Steve Sanders, Toronto’s director of amateur scouting, has followed Warmoth’s progress from a teenager who went undrafted out of high school three years ago to a top-ranked shortstop in the NCAA this season.
“Being with North Carolina we’ve seen a lot of him over the years,” Sanders said in a conference call on Monday following the conclusion of the first night of the draft. “He really took a step forward in a number of facets: hit for more power, on-base, made strides defensively. We’ve seen a steady progression of him since we started scouting him. He just continued to grow on us the more we watched him and he was a guy we were really hoping to have an opportunity for tonight.”
The Blue Jays, one of only three teams picking twice in the first round, also selected right-handed pitcher Nate Pearson from the College of Central Florida with the 28th pick — compensation from Cleveland after Edwin Encarnacion signed with the Indians as a free agent in the off-season — before choosing high school catcher Hagen Danner in the second round (61st overall).
Warmoth, a 21-year-old from Orlando, Fla., helped lead the No. 2 Tar Heels to a 49-14 record this season, batting .336 with 10 home runs through 63 games while Pearson, a six-foot-six, 245-pound 20-year-old from Tampa, Fla., also impressed in his sophomore year at junior college.
Pearson went 5-2 with a 1.56 earned-run average through 13 starts for the Patriots, striking out 118 over 81 innings to earn the Rawlings JUCO Pitcher of the Year honours from Perfect Game.
Danner is an 18-year-old from Huntington Beach, Calif., who also pitched with his high school team.

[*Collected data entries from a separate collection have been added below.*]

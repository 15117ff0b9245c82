//! Bijective map between numeric response codes and status names.
//!
//! # Design
//! Routing resolves a code to a handler name on every response, and
//! configuration looks codes up by name. Both directions are stored, but the
//! only way to change them is `set`/`remove`, which update both sides in one
//! step so the map can never hold two names for one code or two codes for
//! one name.

use std::collections::HashMap;

use serde_json::Value;

/// Partial bijection `code <-> name`.
#[derive(Debug, Clone, PartialEq, Eq)]
pub struct CodeMap {
    by_code: HashMap<i64, String>,
    by_name: HashMap<String, i64>,
}

impl Default for CodeMap {
    /// `1 -> success`, `0 -> fail`, `-1 -> auth`.
    fn default() -> Self {
        let mut map = Self::empty();
        map.set(1, "success");
        map.set(0, "fail");
        map.set(-1, "auth");
        map
    }
}

impl CodeMap {
    pub fn empty() -> Self {
        Self {
            by_code: HashMap::new(),
            by_name: HashMap::new(),
        }
    }

    /// Map `code` to `name`, evicting any entry that used either side.
    pub fn set(&mut self, code: i64, name: impl Into<String>) {
        let name = name.into();
        if let Some(old_name) = self.by_code.remove(&code) {
            self.by_name.remove(&old_name);
        }
        if let Some(old_code) = self.by_name.remove(&name) {
            self.by_code.remove(&old_code);
        }
        self.by_code.insert(code, name.clone());
        self.by_name.insert(name, code);
    }

    /// Drop the entry for `code`, returning the name it had.
    pub fn remove(&mut self, code: i64) -> Option<String> {
        let name = self.by_code.remove(&code)?;
        self.by_name.remove(&name);
        Some(name)
    }

    /// `Some(name)` sets, `None` or an empty name removes.
    pub fn update(&mut self, code: i64, name: Option<&str>) {
        match name {
            Some(name) if !name.is_empty() => self.set(code, name),
            _ => {
                self.remove(code);
            }
        }
    }

    pub fn name(&self, code: i64) -> Option<&str> {
        self.by_code.get(&code).map(String::as_str)
    }

    pub fn code(&self, name: &str) -> Option<i64> {
        self.by_name.get(name).copied()
    }

    /// Resolve a status field taken from a response body.
    ///
    /// Accepts integers, integral floats and numeric strings, since servers
    /// disagree on how they spell the code.
    pub fn resolve(&self, value: &Value) -> Option<&str> {
        self.name(code_of(value)?)
    }

    pub fn len(&self) -> usize {
        self.by_code.len()
    }

    pub fn is_empty(&self) -> bool {
        self.by_code.is_empty()
    }

    /// Entries in no particular order.
    pub fn iter(&self) -> impl Iterator<Item = (i64, &str)> {
        self.by_code.iter().map(|(code, name)| (*code, name.as_str()))
    }

    /// Names in no particular order.
    pub fn names(&self) -> impl Iterator<Item = &str> {
        self.by_name.keys().map(String::as_str)
    }
}

/// Numeric code carried by a JSON status field, if it has one.
pub fn code_of(value: &Value) -> Option<i64> {
    match value {
        Value::Number(n) => n.as_i64().or_else(|| {
            n.as_f64()
                .filter(|f| f.fract() == 0.0)
                .map(|f| f as i64)
        }),
        Value::String(s) => s.trim().parse().ok(),
        Value::Bool(_) | Value::Null | Value::Array(_) | Value::Object(_) => None,
    }
}

#[cfg(test)]
mod tests {
    use super::*;
    use serde_json::json;

    #[test]
    fn defaults_cover_success_fail_auth() {
        let map = CodeMap::default();
        assert_eq!(map.name(1), Some("success"));
        assert_eq!(map.name(0), Some("fail"));
        assert_eq!(map.name(-1), Some("auth"));
        assert_eq!(map.code("auth"), Some(-1));
        assert_eq!(map.len(), 3);
    }

    #[test]
    fn reassigning_a_code_evicts_the_old_name() {
        let mut map = CodeMap::default();
        map.set(2, "retry");
        map.set(2, "again");
        assert_eq!(map.name(2), Some("again"));
        assert_eq!(map.code("retry"), None);
        assert_eq!(map.code("again"), Some(2));
    }

    #[test]
    fn reassigning_a_name_evicts_the_old_code() {
        let mut map = CodeMap::default();
        map.set(200, "success");
        assert_eq!(map.code("success"), Some(200));
        assert_eq!(map.name(1), None);
        assert_eq!(map.len(), 3);
    }

    #[test]
    fn update_without_name_removes() {
        let mut map = CodeMap::default();
        map.update(0, None);
        assert_eq!(map.name(0), None);
        assert_eq!(map.code("fail"), None);

        map.update(-1, Some(""));
        assert_eq!(map.code("auth"), None);
        assert_eq!(map.len(), 1);
    }

    #[test]
    fn removing_unknown_code_is_a_no_op() {
        let mut map = CodeMap::default();
        assert_eq!(map.remove(42), None);
        assert_eq!(map.len(), 3);
    }

    #[test]
    fn both_directions_agree_after_churn() {
        let mut map = CodeMap::default();
        map.set(1, "fail");
        map.set(5, "success");
        map.set(-1, "success");
        map.remove(1);
        for (code, name) in map.iter() {
            assert_eq!(map.code(name), Some(code));
        }
        for name in map.names() {
            assert_eq!(map.name(map.code(name).unwrap()), Some(name));
        }
    }

    #[test]
    fn resolve_accepts_numeric_spellings() {
        let map = CodeMap::default();
        assert_eq!(map.resolve(&json!(1)), Some("success"));
        assert_eq!(map.resolve(&json!(1.0)), Some("success"));
        assert_eq!(map.resolve(&json!("-1")), Some("auth"));
        assert_eq!(map.resolve(&json!(1.5)), None);
        assert_eq!(map.resolve(&json!(true)), None);
        assert_eq!(map.resolve(&json!(7)), None);
    }
}
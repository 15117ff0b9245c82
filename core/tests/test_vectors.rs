//! Verify request building and response routing against JSON test vectors
//! stored in `test-vectors/`.
//!
//! Each vector file describes a configuration, an input, and the expected
//! result. Routing vectors record the order in which handlers fire, so a
//! vector fails on a missing call as well as an extra one.

use std::sync::{Arc, Mutex};

use serde_json::{json, Value};
use yyf_core::{
    Config, FailureKind, Handler, HandlerTable, HttpMethod, HttpRequest, HttpResponse, Outcome,
    Request, Router, Setup, TransportError,
};

fn config_from(case: &Value) -> Arc<Config> {
    let mut config = Config::new();
    if let Some(setup) = case.get("config") {
        config.configure(Setup::from_json(setup).unwrap()).unwrap();
    }
    Arc::new(config)
}

/// Outcome in the shape the vectors spell it.
fn outcome_json(outcome: &Outcome) -> Value {
    match outcome {
        Outcome::Dispatched { status, handled } => {
            json!({ "dispatched": status, "handled": handled })
        }
        Outcome::Unmapped { code } => json!({ "unmapped": code }),
        Outcome::Vetoed => json!({ "vetoed": true }),
        Outcome::Opaque => json!({ "opaque": true }),
        Outcome::CatchAll => json!({ "catch_all": true }),
        Outcome::Failed(FailureKind::Transport) => json!({ "failed": "transport" }),
        Outcome::Failed(FailureKind::Format) => json!({ "failed": "format" }),
        Outcome::Failed(FailureKind::Http(status)) => json!({ "failed": status }),
    }
}

// ---------------------------------------------------------------------------
// Routing
// ---------------------------------------------------------------------------

#[test]
fn routing_test_vectors() {
    let raw = include_str!("../../test-vectors/routing.json");
    let vectors: Value = serde_json::from_str(raw).unwrap();

    for case in vectors["cases"].as_array().unwrap() {
        let name = case["name"].as_str().unwrap();
        let calls = Arc::new(Mutex::new(Vec::<String>::new()));
        let data = Arc::new(Mutex::new(None::<Value>));

        let mut handlers = HandlerTable::new();
        for status in ["success", "fail", "auth", "custom"] {
            let calls = calls.clone();
            let data = data.clone();
            handlers
                .set(
                    status,
                    Handler::data(move |value, _| {
                        calls.lock().unwrap().push(status.to_string());
                        *data.lock().unwrap() = Some(value.clone());
                    }),
                )
                .unwrap();
        }
        let log = calls.clone();
        handlers
            .set("final", Handler::finally(move |_, _| log.lock().unwrap().push("final".into())))
            .unwrap();
        let log = calls.clone();
        handlers
            .set("onerror", Handler::error(move |_| log.lock().unwrap().push("onerror".into())))
            .unwrap();
        if let Some(allow) = case["ready"].as_bool() {
            let log = calls.clone();
            handlers
                .set(
                    "ready",
                    Handler::ready(move |_, _| {
                        log.lock().unwrap().push("ready".into());
                        allow
                    }),
                )
                .unwrap();
        }

        let result = match case["transport_error"].as_str() {
            Some(message) => Err(TransportError::new(message)),
            None => {
                let response = &case["response"];
                Ok(HttpResponse::new(
                    response["status"].as_u64().unwrap() as u16,
                    response["body"].as_str().unwrap(),
                ))
            }
        };

        let outcome = Router::new(config_from(case), handlers).route(result);
        assert_eq!(outcome_json(&outcome), case["expected_outcome"], "{name}: outcome");

        let expected_calls: Vec<String> =
            serde_json::from_value(case["expected_calls"].clone()).unwrap();
        assert_eq!(*calls.lock().unwrap(), expected_calls, "{name}: calls");

        if let Some(expected) = case.get("expected_data") {
            assert_eq!(data.lock().unwrap().as_ref(), Some(expected), "{name}: data");
        }
    }
}

// ---------------------------------------------------------------------------
// Building
// ---------------------------------------------------------------------------

#[test]
fn build_test_vectors() {
    let raw = include_str!("../../test-vectors/build.json");
    let vectors: Value = serde_json::from_str(raw).unwrap();

    for case in vectors["cases"].as_array().unwrap() {
        let name = case["name"].as_str().unwrap();
        let method: HttpMethod = case["method"].as_str().unwrap().parse().unwrap();
        let path = case["path"].as_str().unwrap();

        let mut request = Request::detached(config_from(case), method, path);
        if let Some(payload) = case.get("payload") {
            request = request.payload(payload.clone());
        }
        let built: HttpRequest = request.build().unwrap();

        let expected = &case["expected_request"];
        assert_eq!(built.method.as_str(), expected["method"], "{name}: method");
        assert_eq!(built.url, expected["url"].as_str().unwrap(), "{name}: url");

        let expected_headers: Vec<(String, String)> =
            serde_json::from_value(expected["headers"].clone()).unwrap();
        assert_eq!(built.headers, expected_headers, "{name}: headers");

        assert_eq!(built.body.as_deref(), expected["body"].as_str(), "{name}: body");
        assert_eq!(Value::Bool(built.is_async), expected["is_async"], "{name}: is_async");
        assert_eq!(
            Value::Bool(built.with_credentials),
            expected["with_credentials"],
            "{name}: with_credentials"
        );
    }
}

“We took three players from three different demographics, and not necessarily by design,” Sanders said. “Our goal going in was to take the best player available and that’s what we did — three very different players from very different backgrounds. Logan being a college shortstop in a big conference in the ACC, Nate a junior college pitcher from Florida whose stuff really trended upwards through the later part of the season. And Hagen who’s an exceptionally athletic high school player both as a pitcher and a catcher who we’re excited to send out as a catcher. Three very different profiles but again three players who we were excited to get in the spots we were able to get them.”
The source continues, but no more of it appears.